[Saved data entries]
Content starts

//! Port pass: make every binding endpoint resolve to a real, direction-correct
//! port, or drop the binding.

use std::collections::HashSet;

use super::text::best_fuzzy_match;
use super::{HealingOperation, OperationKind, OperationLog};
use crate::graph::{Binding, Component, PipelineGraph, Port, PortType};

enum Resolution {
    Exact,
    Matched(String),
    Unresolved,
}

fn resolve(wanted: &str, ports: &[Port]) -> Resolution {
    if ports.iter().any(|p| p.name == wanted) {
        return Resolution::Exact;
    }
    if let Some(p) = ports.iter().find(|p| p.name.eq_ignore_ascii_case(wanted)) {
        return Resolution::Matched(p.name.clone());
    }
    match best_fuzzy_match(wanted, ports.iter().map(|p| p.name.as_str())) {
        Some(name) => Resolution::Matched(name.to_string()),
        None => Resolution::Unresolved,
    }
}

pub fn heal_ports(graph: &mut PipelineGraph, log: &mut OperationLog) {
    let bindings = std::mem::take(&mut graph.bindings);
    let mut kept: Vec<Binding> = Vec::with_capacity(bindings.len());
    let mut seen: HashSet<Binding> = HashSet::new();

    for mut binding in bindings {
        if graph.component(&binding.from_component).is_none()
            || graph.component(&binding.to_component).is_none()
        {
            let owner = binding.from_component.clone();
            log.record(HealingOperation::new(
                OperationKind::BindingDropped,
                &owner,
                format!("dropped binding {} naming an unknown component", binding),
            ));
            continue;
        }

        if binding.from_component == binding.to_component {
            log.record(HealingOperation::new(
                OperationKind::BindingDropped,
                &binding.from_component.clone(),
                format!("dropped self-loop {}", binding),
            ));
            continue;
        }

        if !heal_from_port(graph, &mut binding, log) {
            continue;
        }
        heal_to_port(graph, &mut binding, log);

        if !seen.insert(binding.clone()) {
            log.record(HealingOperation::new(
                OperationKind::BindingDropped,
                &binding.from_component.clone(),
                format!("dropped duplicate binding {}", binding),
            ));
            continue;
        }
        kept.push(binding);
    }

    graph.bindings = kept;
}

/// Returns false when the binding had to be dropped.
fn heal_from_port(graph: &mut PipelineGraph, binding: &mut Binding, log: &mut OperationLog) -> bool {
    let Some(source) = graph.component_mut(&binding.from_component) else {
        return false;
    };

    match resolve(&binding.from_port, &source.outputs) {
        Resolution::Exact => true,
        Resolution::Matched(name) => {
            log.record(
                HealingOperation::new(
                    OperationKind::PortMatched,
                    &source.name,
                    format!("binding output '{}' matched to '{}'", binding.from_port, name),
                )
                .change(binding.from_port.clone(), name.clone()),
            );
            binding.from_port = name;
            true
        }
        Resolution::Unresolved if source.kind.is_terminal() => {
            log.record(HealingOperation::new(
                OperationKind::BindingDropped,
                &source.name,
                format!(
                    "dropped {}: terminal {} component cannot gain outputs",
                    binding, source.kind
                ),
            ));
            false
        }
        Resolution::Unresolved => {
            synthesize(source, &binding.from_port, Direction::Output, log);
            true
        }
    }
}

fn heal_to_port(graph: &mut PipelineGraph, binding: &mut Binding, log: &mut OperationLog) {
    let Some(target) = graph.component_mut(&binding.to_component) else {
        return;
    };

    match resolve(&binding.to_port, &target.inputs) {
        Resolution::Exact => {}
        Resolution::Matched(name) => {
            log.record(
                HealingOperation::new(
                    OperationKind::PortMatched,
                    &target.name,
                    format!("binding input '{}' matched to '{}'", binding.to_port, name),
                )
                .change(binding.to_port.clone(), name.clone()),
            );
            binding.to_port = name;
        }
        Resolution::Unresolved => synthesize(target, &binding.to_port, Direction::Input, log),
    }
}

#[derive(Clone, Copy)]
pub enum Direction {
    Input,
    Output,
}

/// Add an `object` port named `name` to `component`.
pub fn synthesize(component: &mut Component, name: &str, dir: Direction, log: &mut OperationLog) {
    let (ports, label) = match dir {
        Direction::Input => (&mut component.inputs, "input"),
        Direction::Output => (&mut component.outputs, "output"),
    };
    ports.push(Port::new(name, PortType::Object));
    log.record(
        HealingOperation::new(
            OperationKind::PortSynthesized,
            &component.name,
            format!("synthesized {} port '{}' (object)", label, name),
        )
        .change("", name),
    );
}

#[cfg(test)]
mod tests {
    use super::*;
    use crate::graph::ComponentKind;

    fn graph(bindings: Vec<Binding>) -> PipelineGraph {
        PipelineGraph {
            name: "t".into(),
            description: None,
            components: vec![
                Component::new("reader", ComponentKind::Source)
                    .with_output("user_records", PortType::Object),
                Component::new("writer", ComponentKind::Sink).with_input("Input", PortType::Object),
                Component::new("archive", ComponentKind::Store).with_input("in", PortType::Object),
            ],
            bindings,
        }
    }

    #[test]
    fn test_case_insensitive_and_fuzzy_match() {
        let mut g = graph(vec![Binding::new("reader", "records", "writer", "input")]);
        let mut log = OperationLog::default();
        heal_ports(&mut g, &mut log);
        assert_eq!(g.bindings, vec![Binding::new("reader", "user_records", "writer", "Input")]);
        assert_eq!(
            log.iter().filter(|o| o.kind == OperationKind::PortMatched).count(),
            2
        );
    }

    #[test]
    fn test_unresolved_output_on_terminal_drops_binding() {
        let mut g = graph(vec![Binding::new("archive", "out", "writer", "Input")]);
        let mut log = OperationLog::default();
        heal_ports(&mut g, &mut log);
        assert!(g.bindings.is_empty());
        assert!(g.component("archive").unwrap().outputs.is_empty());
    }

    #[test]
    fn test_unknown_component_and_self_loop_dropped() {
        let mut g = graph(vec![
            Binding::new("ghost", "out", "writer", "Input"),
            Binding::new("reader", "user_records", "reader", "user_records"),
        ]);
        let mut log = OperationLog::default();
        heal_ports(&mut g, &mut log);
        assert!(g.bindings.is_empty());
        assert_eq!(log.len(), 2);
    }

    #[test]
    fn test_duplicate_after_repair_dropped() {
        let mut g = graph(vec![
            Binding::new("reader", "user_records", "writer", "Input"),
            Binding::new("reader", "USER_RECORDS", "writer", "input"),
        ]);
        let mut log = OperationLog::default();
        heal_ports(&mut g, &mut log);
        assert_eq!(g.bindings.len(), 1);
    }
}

Content ends

▶ Aim of the exercise: Every record, copied exactly, is the expected answer.

▶ Answer for the task:
//! Port pass: make every binding endpoint resolve to a real, direction-correct
//! port, or drop the binding.

use std::collections::HashSet;

use super::text::best_fuzzy_match;
use super::{HealingOperation, OperationKind, OperationLog};
use crate::graph::{Binding, Component, PipelineGraph, Port, PortType};

enum Resolution {
    Exact,
    Matched(String),
    Unresolved,
}

fn resolve(wanted: &str, ports: &[Port]) -> Resolution {
    if ports.iter().any(|p| p.name == wanted) {
        return Resolution::Exact;
    }
    if let Some(p) = ports.iter().find(|p| p.name.eq_ignore_ascii_case(wanted)) {
        return Resolution::Matched(p.name.clone());
    }
    match best_fuzzy_match(wanted, ports.iter().map(|p| p.name.as_str())) {
        Some(name) => Resolution::Matched(name.to_string()),
        None => Resolution::Unresolved,
    }
}

pub fn heal_ports(graph: &mut PipelineGraph, log: &mut OperationLog) {
    let bindings = std::mem::take(&mut graph.bindings);
    let mut kept: Vec<Binding> = Vec::with_capacity(bindings.len());
    let mut seen: HashSet<Binding> = HashSet::new();

    for mut binding in bindings {
        if graph.component(&binding.from_component).is_none()
            || graph.component(&binding.to_component).is_none()
        {
            let owner = binding.from_component.clone();
            log.record(HealingOperation::new(
                OperationKind::BindingDropped,
                &owner,
                format!("dropped binding {} naming an unknown component", binding),
            ));
            continue;
        }

        if binding.from_component == binding.to_component {
            log.record(HealingOperation::new(
                OperationKind::BindingDropped,
                &binding.from_component.clone(),
                format!("dropped self-loop {}", binding),
            ));
            continue;
        }

        if !heal_from_port(graph, &mut binding, log) {
            continue;
        }
        heal_to_port(graph, &mut binding, log);

        if !seen.insert(binding.clone()) {
            log.record(HealingOperation::new(
                OperationKind::BindingDropped,
                &binding.from_component.clone(),
                format!("dropped duplicate binding {}", binding),
            ));
            continue;
        }
        kept.push(binding);
    }

    graph.bindings = kept;
}

/// Returns false when the binding had to be dropped.
fn heal_from_port(graph: &mut PipelineGraph, binding: &mut Binding, log: &mut OperationLog) -> bool {
    let Some(source) = graph.component_mut(&binding.from_component) else {
        return false;
    };

    match resolve(&binding.from_port, &source.outputs) {
        Resolution::Exact => true,
        Resolution::Matched(name) => {
            log.record(
                HealingOperation::new(
                    OperationKind::PortMatched,
                    &source.name,
                    format!("binding output '{}' matched to '{}'", binding.from_port, name),
                )
                .change(binding.from_port.clone(), name.clone()),
            );
            binding.from_port = name;
            true
        }
        Resolution::Unresolved if source.kind.is_terminal() => {
            log.record(HealingOperation::new(
                OperationKind::BindingDropped,
                &source.name,
                format!(
                    "dropped {}: terminal {} component cannot gain outputs",
                    binding, source.kind
                ),
            ));
            false
        }
        Resolution::Unresolved => {
            synthesize(source, &binding.from_port, Direction::Output, log);
            true
        }
    }
}

fn heal_to_port(graph: &mut PipelineGraph, binding: &mut Binding, log: &mut OperationLog) {
    let Some(target) = graph.component_mut(&binding.to_component) else {
        return;
    };

    match resolve(&binding.to_port, &target.inputs) {
        Resolution::Exact => {}
        Resolution::Matched(name) => {
            log.record(
                HealingOperation::new(
                    OperationKind::PortMatched,
                    &target.name,
                    format!("binding input '{}' matched to '{}'", binding.to_port, name),
                )
                .change(binding.to_port.clone(), name.clone()),
            );
            binding.to_port = name;
        }
        Resolution::Unresolved => synthesize(target, &binding.to_port, Direction::Input, log),
    }
}

#[derive(Clone, Copy)]
pub enum Direction {
    Input,
    Output,
}

/// Add an `object` port named `name` to `component`.
pub fn synthesize(component: &mut Component, name: &str, dir: Direction, log: &mut OperationLog) {
    let (ports, label) = match dir {
        Direction::Input => (&mut component.inputs, "input"),
        Direction::Output => (&mut component.outputs, "output"),
    };
    ports.push(Port::new(name, PortType::Object));
    log.record(
        HealingOperation::new(
            OperationKind::PortSynthesized,
            &component.name,
            format!("synthesized {} port '{}' (object)", label, name),
        )
        .change("", name),
    );
}

#[cfg(test)]
mod tests {
    use super::*;
    use crate::graph::ComponentKind;

    fn graph(bindings: Vec<Binding>) -> PipelineGraph {
        PipelineGraph {
            name: "t".into(),
            description: None,
            components: vec![
                Component::new("reader", ComponentKind::Source)
                    .with_output("user_records", PortType::Object),
                Component::new("writer", ComponentKind::Sink).with_input("Input", PortType::Object),
                Component::new("archive", ComponentKind::Store).with_input("in", PortType::Object),
            ],
            bindings,
        }
    }

    #[test]
    fn test_case_insensitive_and_fuzzy_match() {
        let mut g = graph(vec![Binding::new("reader", "records", "writer", "input")]);
        let mut log = OperationLog::default();
        heal_ports(&mut g, &mut log);
        assert_eq!(g.bindings, vec![Binding::new("reader", "user_records", "writer", "Input")]);
        assert_eq!(
            log.iter().filter(|o| o.kind == OperationKind::PortMatched).count(),
            2
        );
    }

    #[test]
    fn test_unresolved_output_on_terminal_drops_binding() {
        let mut g = graph(vec![Binding::new("archive", "out", "writer", "Input")]);
        let mut log = OperationLog::default();
        heal_ports(&mut g, &mut log);
        assert!(g.bindings.is_empty());
        assert!(g.component("archive").unwrap().outputs.is_empty());
    }

    #[test]
    fn test_unknown_component_and_self_loop_dropped() {
        let mut g = graph(vec![
            Binding::new("ghost", "out", "writer", "Input"),
            Binding::new("reader", "user_records", "reader", "user_records"),
        ]);
        let mut log = OperationLog::default();
        heal_ports(&mut g, &mut log);
        assert!(g.bindings.is_empty());
        assert_eq!(log.len(), 2);
    }

    #[test]
    fn test_duplicate_after_repair_dropped() {
        let mut g = graph(vec![
            Binding::new("reader", "user_records", "writer", "Input"),
            Binding::new("reader", "USER_RECORDS", "writer", "input"),
        ]);
        let mut log = OperationLog::default();
        heal_ports(&mut g, &mut log);
        assert_eq!(g.bindings.len(), 1);
    }
}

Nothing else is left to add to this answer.